Publié le 25/10/2022 à 08h30
Tiphaine Sirieix
S’il est une chose inhérente à chacune des victimes d’inceste, « c’est le renversement systématique de la culpabilité », glisse un avocat. Parce qu’elles ont peur de voir leurs familles éclater. Parce qu’elles ne veulent pas faire de mal à la personne qui leur en a causé. Parce qu’elles redoutent que leur agresseur soit emprisonné. « À cause d’elles. » Sarah (*) est l’une de ces jeunes victimes.
En mai 2021, la jeune Icaunaise âgée de 11 ans dénonce les atrocités qu’elle subit depuis des années. Sa mère l’accompagne à la gendarmerie pour déposer plainte. Un mois plus tard, son grand-père est « mis en examen pour viol incestueux », a indiqué, à l’époque des faits, le procureur de la République d’Auxerre, Hugues de Phily. Une information judiciaire a été ouverte et le grand-père est, depuis juin 2021, placé en détention provisoire dans l’attente d’un procès devant une cour d’assises. Il demeure à ce stade présumé innocent.
« Elle ne se rendait pas compte des atrocités qu’elle était en train de subir. Petit à petit, les actes devenant de plus en plus violents et récurrents, elle a pris conscience qu’à son âge, elle n’avait pas à subir ce genre de choses. Qu’elle était bien trop petite, physiquement et psychologiquement, pour avoir des relations sexuelles »

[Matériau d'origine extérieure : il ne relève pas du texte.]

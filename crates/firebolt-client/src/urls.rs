//! Service URL templates.

/// System-engine discovery for an account (V2).
pub const ENGINE_URL_BY_ACCOUNT_NAME: &str = "/web/v3/account/{account_name}/engineUrl";

/// Account id resolution by name (V2).
pub const ACCOUNT_ID_BY_NAME: &str = "/web/v3/account/{account_name}/resolve";

/// Fill the `{account_name}` slot of a template.
pub fn format_account_url(template: &str, account_name: &str) -> String {
    template.replace("{account_name}", account_name)
}

#[cfg(test)]
mod tests {
    use super::*;

    #[test]
    fn test_format_account_url() {
        assert_eq!(
            format_account_url(ENGINE_URL_BY_ACCOUNT_NAME, "dev"),
            "/web/v3/account/dev/engineUrl"
        );
    }
}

Mathias Darmon (avocat de Sarah)
La famille de la fillette a implosé à mesure que les mois se sont écoulés. La mère de Sarah s’est retrouvée seule avec ses trois enfants, isolée du reste de sa belle famille. « Elle a dû déménager, changer de ville. Sans soutien de quiconque du côté de la famille de son mari », regrette l’avocat de la victime, Mathias Darmon. La mère a changé de travail et scolarisé ses enfants loin de l’Yonne. « Il était hors de question de les recroiser, leur dire bonjour dans la rue, alors que la famille n’a pas répondu présente après la plainte. »

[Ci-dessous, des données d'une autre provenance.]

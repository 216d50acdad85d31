//! Server-side async query lifecycle.

mod common;

use common::{core_connection, query_body, select_one_body};
use firebolt_client::Error;
use serde_json::json;
use wiremock::matchers::{body_string_contains, method, path, query_param};
use wiremock::{Mock, MockServer, ResponseTemplate};

async fn mount_submit(server: &MockServer) {
    Mock::given(method("POST"))
        .and(path("/"))
        .and(query_param("async", "true"))
        .respond_with(ResponseTemplate::new(200).set_body_json(json!({
            "token": "async-token-1",
            "message": "the query was accepted for async processing",
            "monitorSql": "CALL fb_GetAsyncStatus('async-token-1');"
        })))
        .mount(server)
        .await;
}

fn history_body(status: &str) -> serde_json::Value {
    query_body(
        &[("status", "String"), ("query_id", "String")],
        json!([[status, "query-7"]]),
    )
}

#[tokio::test]
async fn test_execute_async_returns_token() {
    let server = MockServer::start().await;
    mount_submit(&server).await;

    let connection = core_connection(&server).await;
    let mut cursor = connection.cursor().expect("cursor");
    let token = cursor
        .execute_async("INSERT INTO t SELECT checksum(*) FROM big", None)
        .await
        .expect("submit");
    assert_eq!(token, "async-token-1");
    assert_eq!(cursor.async_query_token().expect("token"), "async-token-1");

    // Row-producing methods are not allowed on an async submission.
    assert!(matches!(
        cursor.fetchone().await,
        Err(Error::MethodNotAllowedInAsync("fetchone"))
    ));
    assert!(matches!(
        cursor.fetchall().await,
        Err(Error::MethodNotAllowedInAsync("fetchall"))
    ));
    connection.close().await;
}

#[tokio::test]
async fn test_async_status_polling() {
    let server = MockServer::start().await;
    mount_submit(&server).await;
    Mock::given(method("POST"))
        .and(path("/"))
        .and(body_string_contains("engine_query_history"))
        .respond_with(ResponseTemplate::new(200).set_body_json(history_body("RUNNING")))
        .up_to_n_times(1)
        .mount(&server)
        .await;
    Mock::given(method("POST"))
        .and(path("/"))
        .and(body_string_contains("engine_query_history"))
        .respond_with(ResponseTemplate::new(200).set_body_json(history_body("ENDED_SUCCESSFULLY")))
        .mount(&server)
        .await;

    let connection = core_connection(&server).await;
    let mut cursor = connection.cursor().expect("cursor");
    let token = cursor
        .execute_async("INSERT INTO t SELECT 1", None)
        .await
        .expect("submit");

    assert!(connection.is_async_query_running(&token).await.expect("poll"));
    assert_eq!(
        connection.is_async_query_successful(&token).await.expect("poll"),
        Some(true)
    );
    connection.close().await;
}

#[tokio::test]
async fn test_async_cancel() {
    let server = MockServer::start().await;
    mount_submit(&server).await;
    Mock::given(method("POST"))
        .and(path("/"))
        .and(body_string_contains("engine_query_history"))
        .respond_with(ResponseTemplate::new(200).set_body_json(history_body("RUNNING")))
        .mount(&server)
        .await;
    Mock::given(method("POST"))
        .and(path("/"))
        .and(body_string_contains("CANCEL QUERY WHERE query_id='query-7'"))
        .respond_with(ResponseTemplate::new(200).set_body_json(select_one_body()))
        .expect(1)
        .mount(&server)
        .await;

    let connection = core_connection(&server).await;
    let mut cursor = connection.cursor().expect("cursor");
    let token = cursor
        .execute_async("INSERT INTO t SELECT 1", None)
        .await
        .expect("submit");
    connection.cancel_async_query(&token).await.expect("cancel");
    connection.close().await;
}

#[tokio::test]
async fn test_async_unknown_token() {
    let server = MockServer::start().await;
    Mock::given(method("POST"))
        .and(path("/"))
        .and(body_string_contains("engine_query_history"))
        .respond_with(ResponseTemplate::new(200).set_body_json(query_body(
            &[("status", "String"), ("query_id", "String")],
            json!([]),
        )))
        .mount(&server)
        .await;

    let connection = core_connection(&server).await;
    let error = connection
        .get_async_query_info("no-such-token")
        .await
        .expect_err("unknown token");
    assert!(matches!(error, Error::Operational(m) if m.contains("no-such-token")));
    connection.close().await;
}

#[tokio::test]
async fn test_async_token_absent_on_sync_cursor() {
    let server = MockServer::start().await;
    Mock::given(method("POST"))
        .respond_with(ResponseTemplate::new(200).set_body_json(select_one_body()))
        .mount(&server)
        .await;

    let connection = core_connection(&server).await;
    let mut cursor = connection.cursor().expect("cursor");
    cursor.execute("SELECT 1", None).await.expect("execute");
    assert!(cursor.async_query_token().is_err());
    connection.close().await;
}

Sarah aurait été agressée des dizaines de fois par son grand-père. À la sortie de l’école, lorsqu’il venait la chercher, dans une salle de sport au sein de laquelle il dispensait des cours, lors de voyages à l’étranger. Des agressions sexuelles, fellations et viols. Jusqu’à cet après-midi de mai, où Sarah parle à sa mère. Une prise de conscience soudaine, « peut-être parce que ce jour-là, les actes étaient encore plus violents, peut-être parce que cela a duré plus longtemps que d’habitude ou peut-être, que c’était la fois de trop », considère Me Darmon. Une accumulation de « plusieurs mois et années de souffrances, de traumatismes physiques et psychologiques », pendant lesquels la fillette « était évidemment sous l’emprise d’un grand-père en qui elle avait une confiance absolue ».En gendarmerie comme en police, des salles ont été spécialement conçues pour recueillir la parole des enfants.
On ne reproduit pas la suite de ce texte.